_WHAT YOU HAVE TO DO_
Only the lines that hold the word "Driver層" are wanted from this listing.

===== STORED DATA

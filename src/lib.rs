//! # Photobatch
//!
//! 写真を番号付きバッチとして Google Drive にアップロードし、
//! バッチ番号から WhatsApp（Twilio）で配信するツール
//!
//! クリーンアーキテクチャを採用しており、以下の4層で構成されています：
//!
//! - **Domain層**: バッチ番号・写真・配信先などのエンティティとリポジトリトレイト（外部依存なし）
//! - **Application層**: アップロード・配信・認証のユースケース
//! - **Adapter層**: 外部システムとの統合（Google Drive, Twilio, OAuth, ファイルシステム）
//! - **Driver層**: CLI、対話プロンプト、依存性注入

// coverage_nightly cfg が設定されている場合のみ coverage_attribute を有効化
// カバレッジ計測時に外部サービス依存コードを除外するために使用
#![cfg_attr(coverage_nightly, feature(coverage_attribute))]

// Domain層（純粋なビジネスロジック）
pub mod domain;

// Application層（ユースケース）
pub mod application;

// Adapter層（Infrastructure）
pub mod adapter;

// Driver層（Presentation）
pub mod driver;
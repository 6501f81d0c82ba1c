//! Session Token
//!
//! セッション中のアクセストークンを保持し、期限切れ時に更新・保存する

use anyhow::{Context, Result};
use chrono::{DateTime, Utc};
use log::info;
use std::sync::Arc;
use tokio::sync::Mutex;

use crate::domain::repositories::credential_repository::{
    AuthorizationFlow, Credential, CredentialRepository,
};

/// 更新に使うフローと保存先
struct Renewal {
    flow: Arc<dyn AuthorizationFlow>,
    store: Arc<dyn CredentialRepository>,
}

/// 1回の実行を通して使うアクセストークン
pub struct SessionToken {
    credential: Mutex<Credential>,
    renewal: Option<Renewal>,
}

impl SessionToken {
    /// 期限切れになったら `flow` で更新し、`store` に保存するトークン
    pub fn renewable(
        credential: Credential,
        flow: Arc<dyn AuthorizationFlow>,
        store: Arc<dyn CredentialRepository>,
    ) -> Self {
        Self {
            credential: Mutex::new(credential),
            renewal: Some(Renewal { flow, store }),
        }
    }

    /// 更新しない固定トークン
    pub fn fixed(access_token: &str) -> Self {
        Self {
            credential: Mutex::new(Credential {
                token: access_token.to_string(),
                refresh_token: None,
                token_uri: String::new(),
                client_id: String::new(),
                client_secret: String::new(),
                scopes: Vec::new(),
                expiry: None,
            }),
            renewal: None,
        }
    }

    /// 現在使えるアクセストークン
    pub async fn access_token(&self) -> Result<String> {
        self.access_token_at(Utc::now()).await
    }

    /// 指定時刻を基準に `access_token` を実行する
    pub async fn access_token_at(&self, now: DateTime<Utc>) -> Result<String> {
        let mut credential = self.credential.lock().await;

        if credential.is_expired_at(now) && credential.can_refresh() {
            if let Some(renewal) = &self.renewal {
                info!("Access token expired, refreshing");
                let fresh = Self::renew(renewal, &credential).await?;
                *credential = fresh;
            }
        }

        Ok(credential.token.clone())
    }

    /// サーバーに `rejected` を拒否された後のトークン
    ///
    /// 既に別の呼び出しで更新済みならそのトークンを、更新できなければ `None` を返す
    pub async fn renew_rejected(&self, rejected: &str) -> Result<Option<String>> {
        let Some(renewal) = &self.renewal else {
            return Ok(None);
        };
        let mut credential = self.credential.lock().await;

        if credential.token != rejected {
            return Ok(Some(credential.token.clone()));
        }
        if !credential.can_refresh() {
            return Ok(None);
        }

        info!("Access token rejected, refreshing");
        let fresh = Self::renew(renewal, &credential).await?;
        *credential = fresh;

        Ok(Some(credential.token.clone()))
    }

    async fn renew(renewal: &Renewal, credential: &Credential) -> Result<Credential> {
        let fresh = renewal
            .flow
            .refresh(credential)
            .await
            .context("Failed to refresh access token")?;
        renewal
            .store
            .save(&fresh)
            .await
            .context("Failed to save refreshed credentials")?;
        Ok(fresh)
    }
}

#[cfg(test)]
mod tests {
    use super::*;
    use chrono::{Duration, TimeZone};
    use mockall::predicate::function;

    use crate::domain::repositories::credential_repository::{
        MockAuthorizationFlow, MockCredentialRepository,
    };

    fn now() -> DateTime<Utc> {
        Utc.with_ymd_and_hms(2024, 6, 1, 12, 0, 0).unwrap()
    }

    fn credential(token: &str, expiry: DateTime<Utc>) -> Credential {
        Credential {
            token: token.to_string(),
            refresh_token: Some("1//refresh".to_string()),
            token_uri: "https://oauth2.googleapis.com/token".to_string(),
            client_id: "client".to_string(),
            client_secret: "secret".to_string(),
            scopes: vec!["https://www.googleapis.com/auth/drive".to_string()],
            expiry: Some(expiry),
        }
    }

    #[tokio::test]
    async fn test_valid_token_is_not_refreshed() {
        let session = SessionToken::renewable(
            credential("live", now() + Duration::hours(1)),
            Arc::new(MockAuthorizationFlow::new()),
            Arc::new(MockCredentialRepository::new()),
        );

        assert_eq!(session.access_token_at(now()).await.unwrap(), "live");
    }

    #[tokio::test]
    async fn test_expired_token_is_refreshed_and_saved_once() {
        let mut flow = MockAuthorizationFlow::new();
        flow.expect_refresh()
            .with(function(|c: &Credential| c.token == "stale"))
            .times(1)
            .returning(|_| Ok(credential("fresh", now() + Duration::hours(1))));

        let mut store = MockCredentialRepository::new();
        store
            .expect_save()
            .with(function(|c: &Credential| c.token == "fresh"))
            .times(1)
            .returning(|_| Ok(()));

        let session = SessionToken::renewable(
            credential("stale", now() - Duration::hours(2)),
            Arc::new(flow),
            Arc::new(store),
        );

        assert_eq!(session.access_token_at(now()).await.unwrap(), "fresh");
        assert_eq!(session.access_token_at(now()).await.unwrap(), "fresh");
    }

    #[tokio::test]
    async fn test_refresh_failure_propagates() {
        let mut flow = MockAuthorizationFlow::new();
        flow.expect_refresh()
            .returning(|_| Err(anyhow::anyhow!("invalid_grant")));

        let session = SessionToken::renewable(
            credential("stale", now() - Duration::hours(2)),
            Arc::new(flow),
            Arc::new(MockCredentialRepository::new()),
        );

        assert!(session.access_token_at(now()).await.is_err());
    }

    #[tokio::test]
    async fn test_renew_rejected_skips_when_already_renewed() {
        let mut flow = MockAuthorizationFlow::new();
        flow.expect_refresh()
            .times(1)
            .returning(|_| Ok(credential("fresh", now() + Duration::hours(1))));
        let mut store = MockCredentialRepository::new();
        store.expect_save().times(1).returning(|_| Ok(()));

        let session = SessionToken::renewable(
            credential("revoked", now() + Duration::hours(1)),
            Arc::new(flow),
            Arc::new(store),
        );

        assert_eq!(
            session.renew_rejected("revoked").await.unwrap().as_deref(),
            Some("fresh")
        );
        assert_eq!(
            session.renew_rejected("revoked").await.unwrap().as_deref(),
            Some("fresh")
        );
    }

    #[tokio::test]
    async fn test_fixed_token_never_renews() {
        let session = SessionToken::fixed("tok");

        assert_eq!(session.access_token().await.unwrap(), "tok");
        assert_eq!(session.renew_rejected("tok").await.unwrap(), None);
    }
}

==========

_EXERCISE SOLUTION_
//! - **Driver層**: CLI、対話プロンプト、依存性注入
// Driver層（Presentation）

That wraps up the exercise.